I had a white girl, sweet as hell, that was curious about why White people can’t say the N-word but Black people can say it.

Now… If this was Black Tumblr/Twitter, y’all wouldve ate her alive and spit her out. Like, why would you ask a question like that????

I didnt take any offense to the question, because again, you have to educate.

I broke it down simply…

“Bitch was a term used by men against women… If you call your female friend ‘my bitch’, theres nothing wrong with that… but if a guy did the same thing to his female friend, that wouldnt not look too good…”

Then she understood! She doesnt like when men call her or other women bitches but she noticed how women call each other bitches (almost) all the time in a friendly context.

Some SJW ppl would resort to just straight ridicule. Like relentlessly roast you, and you just wanted to ask a question, get your answer, and just go.

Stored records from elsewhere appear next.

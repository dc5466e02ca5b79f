//! Collections and databases: the labeled containers policies are attached to.

use std::collections::BTreeMap;
use std::sync::Arc;

use tracing::{debug, info};

use crate::label::SecurityLabel;
use crate::policy::CollectionPolicy;
use crate::runtime::{DelegationToken, LabelContext, LabelError, Labeled};

/// A named collection with its label, clearance and policy.
#[derive(Debug, Clone)]
pub struct Collection {
    name: String,
    label: SecurityLabel,
    clearance: SecurityLabel,
    policy: Arc<CollectionPolicy>,
}

impl Collection {
    /// Create a collection. Both `label` and `clearance` must pass the
    /// allocation guard of `ctx`.
    pub fn create(
        ctx: &LabelContext,
        token: &DelegationToken,
        name: impl Into<String>,
        label: SecurityLabel,
        clearance: SecurityLabel,
        policy: CollectionPolicy,
    ) -> Result<Self, LabelError> {
        ctx.guard_alloc(token, &label)?;
        ctx.guard_alloc(token, &clearance)?;
        let name = name.into();
        debug!(collection = %name, "collection created");
        Ok(Self {
            name,
            label,
            clearance,
            policy: Arc::new(policy),
        })
    }

    /// Collection name.
    pub fn name(&self) -> &str {
        &self.name
    }

    /// Collection label.
    pub fn label(&self) -> &SecurityLabel {
        &self.label
    }

    /// Ceiling for every label attached under this collection.
    pub fn clearance(&self) -> &SecurityLabel {
        &self.clearance
    }

    /// Collection policy.
    pub fn policy(&self) -> &CollectionPolicy {
        &self.policy
    }
}

/// Database configuration supplied by its owner.
#[derive(Debug, Clone, PartialEq, Eq)]
pub struct DatabaseConfig {
    /// Database name.
    pub name: String,
}

/// A database: a label and a labeled set of collections.
#[derive(Debug, Clone)]
pub struct Database {
    name: String,
    label: SecurityLabel,
    collections: Labeled<BTreeMap<String, Collection>>,
}

impl Database {
    /// Create an empty database labeled `db_label`, whose collection set is
    /// labeled `collection_set_label`.
    pub fn create(
        ctx: &LabelContext,
        token: &DelegationToken,
        config: DatabaseConfig,
        db_label: SecurityLabel,
        collection_set_label: SecurityLabel,
    ) -> Result<Self, LabelError> {
        ctx.guard_alloc(token, &db_label)?;
        let collections = ctx.attach_label(token, collection_set_label, BTreeMap::new())?;
        info!(database = %config.name, "database created");
        Ok(Self {
            name: config.name,
            label: db_label,
            collections,
        })
    }

    /// Add `collection`, replacing any collection of the same name.
    ///
    /// Writing the collection set requires the current label to match the
    /// set's label.
    pub fn associate(
        self,
        ctx: &LabelContext,
        token: &DelegationToken,
        collection: Collection,
    ) -> Result<Self, LabelError> {
        ctx.guard_write(token, self.collections.label())?;
        let (set_label, mut set) = self.collections.into_parts();
        if set.contains_key(collection.name()) {
            debug!(database = %self.name, collection = %collection.name(), "replacing collection");
        }
        set.insert(collection.name().to_owned(), collection);
        let collections = ctx.attach_label(token, set_label, set)?;
        Ok(Self {
            name: self.name,
            label: self.label,
            collections,
        })
    }

    /// Database name.
    pub fn name(&self) -> &str {
        &self.name
    }

    /// Database label.
    pub fn label(&self) -> &SecurityLabel {
        &self.label
    }

    /// Label protecting the collection set.
    pub fn collection_set_label(&self) -> &SecurityLabel {
        self.collections.label()
    }

    /// Look up a collection by name.
    pub fn collection(&self, name: &str) -> Option<&Collection> {
        self.collections.value().get(name)
    }

    /// Names of associated collections, sorted.
    pub fn collection_names(&self) -> impl Iterator<Item = &str> {
        self.collections.value().keys().map(String::as_str)
    }
}
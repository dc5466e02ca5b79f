//! Schema check run before any label is derived.

use crate::document::{Document, FieldValue};
use crate::policy::{CollectionPolicy, FieldPolicy, PolicyError, ID_FIELD};

/// Check that `doc` has exactly the shape `policy` declares.
///
/// Every declared field must be present, searchable fields must be plain and
/// protected fields must be protected. Fields the policy does not name are
/// treated as searchable; `_id` is always searchable.
///
/// `doc` need not be deduplicated. Lookups see the first occurrence of a
/// name, and a stray protected name is reported once however often it
/// repeats.
pub fn check(policy: &CollectionPolicy, doc: &Document) -> Result<(), PolicyError> {
    for (name, field_policy) in policy.fields() {
        let value = doc
            .get(name)
            .ok_or_else(|| PolicyError::Type(format!("missing field {name}")))?;
        match (field_policy, value) {
            (FieldPolicy::Searchable, FieldValue::Plain(_))
            | (FieldPolicy::Protected(_), FieldValue::Protected(_)) => {}
            (FieldPolicy::Searchable, FieldValue::Protected(_)) => {
                return Err(PolicyError::Type(format!(
                    "{name} should NOT be policy labeled"
                )));
            }
            (FieldPolicy::Protected(_), FieldValue::Plain(_)) => {
                return Err(PolicyError::Type(format!("{name} should be policy labeled")));
            }
        }
    }

    let mut stray: Vec<&str> = doc
        .fields()
        .iter()
        .filter(|f| !policy.fields().contains_key(&f.name))
        .filter(|f| f.value.is_protected())
        .map(|f| f.name.as_str())
        .collect();
    if stray.is_empty() {
        return Ok(());
    }
    stray.sort_unstable();
    stray.dedup();
    if stray == [ID_FIELD] {
        return Err(PolicyError::Type(format!(
            "{ID_FIELD} should NOT be policy labeled"
        )));
    }
    Err(PolicyError::Type(format!(
        "fields [{}] should NOT be policy labeled",
        stray.join(", ")
    )))
}
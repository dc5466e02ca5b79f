//! Structured logging setup using `tracing-subscriber` and `tracing-appender`.
//!
//! The library only emits `tracing` events; embedding applications pick one
//! of two subscribers:
//! - **File** ([`init_file`]): JSON file layer (daily rotation) + console layer
//! - **Console** ([`init_console`]): stderr only
//!
//! `RUST_LOG` takes precedence over [`LoggingConfig::level`].

use std::path::Path;

use tracing_appender::non_blocking::WorkerGuard;
use tracing_subscriber::layer::SubscriberExt;
use tracing_subscriber::util::SubscriberInitExt;
use tracing_subscriber::EnvFilter;

use crate::config::LoggingConfig;

/// Holds the non-blocking writer guard for file logging.
///
/// The [`WorkerGuard`] must be kept alive for the duration of the process.
/// Dropping it flushes pending log entries and closes the file.
pub struct LoggingGuard {
    _guard: WorkerGuard,
}

fn env_filter(config: &LoggingConfig) -> EnvFilter {
    EnvFilter::try_from_default_env().unwrap_or_else(|_| EnvFilter::new(&config.level))
}

/// Initialise file logging.
///
/// Writes JSON logs to `{logs_dir}/labelgate.log.YYYY-MM-DD` with daily
/// rotation and mirrors human-readable output to stderr.
///
/// # Errors
///
/// Returns an error if the logs directory cannot be created or a global
/// subscriber is already installed.
pub fn init_file(logs_dir: &Path, config: &LoggingConfig) -> anyhow::Result<LoggingGuard> {
    std::fs::create_dir_all(logs_dir).map_err(|e| {
        anyhow::anyhow!(
            "failed to create logs directory {}: {e}",
            logs_dir.display()
        )
    })?;

    let file_appender = tracing_appender::rolling::daily(logs_dir, "labelgate.log");
    let (non_blocking, guard) = tracing_appender::non_blocking(file_appender);

    let json_layer = tracing_subscriber::fmt::layer()
        .json()
        .with_writer(non_blocking);

    let console_layer = tracing_subscriber::fmt::layer().with_writer(std::io::stderr);

    tracing_subscriber::registry()
        .with(env_filter(config))
        .with(json_layer)
        .with(console_layer)
        .try_init()
        .map_err(|e| anyhow::anyhow!("failed to install subscriber: {e}"))?;

    Ok(LoggingGuard { _guard: guard })
}

/// Initialise stderr-only logging, as JSON when [`LoggingConfig::json`] is set.
///
/// # Errors
///
/// Returns an error if a global subscriber is already installed.
pub fn init_console(config: &LoggingConfig) -> anyhow::Result<()> {
    let builder = tracing_subscriber::fmt()
        .with_env_filter(env_filter(config))
        .with_writer(std::io::stderr);
    let result = if config.json {
        builder.json().try_init()
    } else {
        builder.try_init()
    };
    result.map_err(|e| anyhow::anyhow!("failed to install subscriber: {e}"))
}

/// Initialise logging as `config` describes: file logging when a directory
/// is configured, console otherwise.
///
/// # Errors
///
/// See [`init_file`] and [`init_console`].
pub fn init(config: &LoggingConfig) -> anyhow::Result<Option<LoggingGuard>> {
    match &config.dir {
        Some(dir) => init_file(dir, config).map(Some),
        None => init_console(config).map(|()| None),
    }
}
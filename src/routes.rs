//! Axum router for the inbound tracking endpoint.
//!
//! Middleware layers are attached in `main.rs` so tests can drive the bare router.

use std::sync::Arc;

use axum::{
    Router,
    extract::{Path, State},
    http::{StatusCode, header},
    response::{IntoResponse, Response},
    routing::get,
};

use crate::tracker::{OrderTracker, TrackResponse};

pub fn build_router(tracker: Arc<OrderTracker>) -> Router {
    Router::new()
        .route("/track/order/:order_id", get(track_order))
        .with_state(tracker)
}

pub(crate) async fn track_order(
    State(tracker): State<Arc<OrderTracker>>,
    Path(order_id): Path<String>,
) -> Response {
    tracker.handle(&order_id).await.into_response()
}

impl IntoResponse for TrackResponse {
    fn into_response(self) -> Response {
        let status =
            StatusCode::from_u16(self.status).unwrap_or(StatusCode::INTERNAL_SERVER_ERROR);
        (status, [(header::CONTENT_TYPE, "application/json")], self.body).into_response()
    }
}
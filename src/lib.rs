pub mod config;
pub mod error;
pub mod models;
pub mod narvar;
pub mod routes;
pub mod signing;
pub mod tracker;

I understand some people would come outta nowhere with smartass comments and deserve that roasting, im 120% for that, but yall really need to learn the difference between those 2 groups of people.

I remember saying/doing something problematic not too long ago. This guy just went off on me, called me stupid, and vaguely explained why what I did was problematic. When I asked for a more in-depth answer as to why it was an issue, he didnt want to explain, he didnt have the “energy” to explain but had plenty of energy to say what i did was wrong and i was stupid to do it.

To this day, I STILL dont know exactly what was wrong but I am avoiding that action for sure.

To cut it shortly for yall,

Some people genuinely dont know what they do/say was wrong. Some ask questions to learn and educate themselves. Relax…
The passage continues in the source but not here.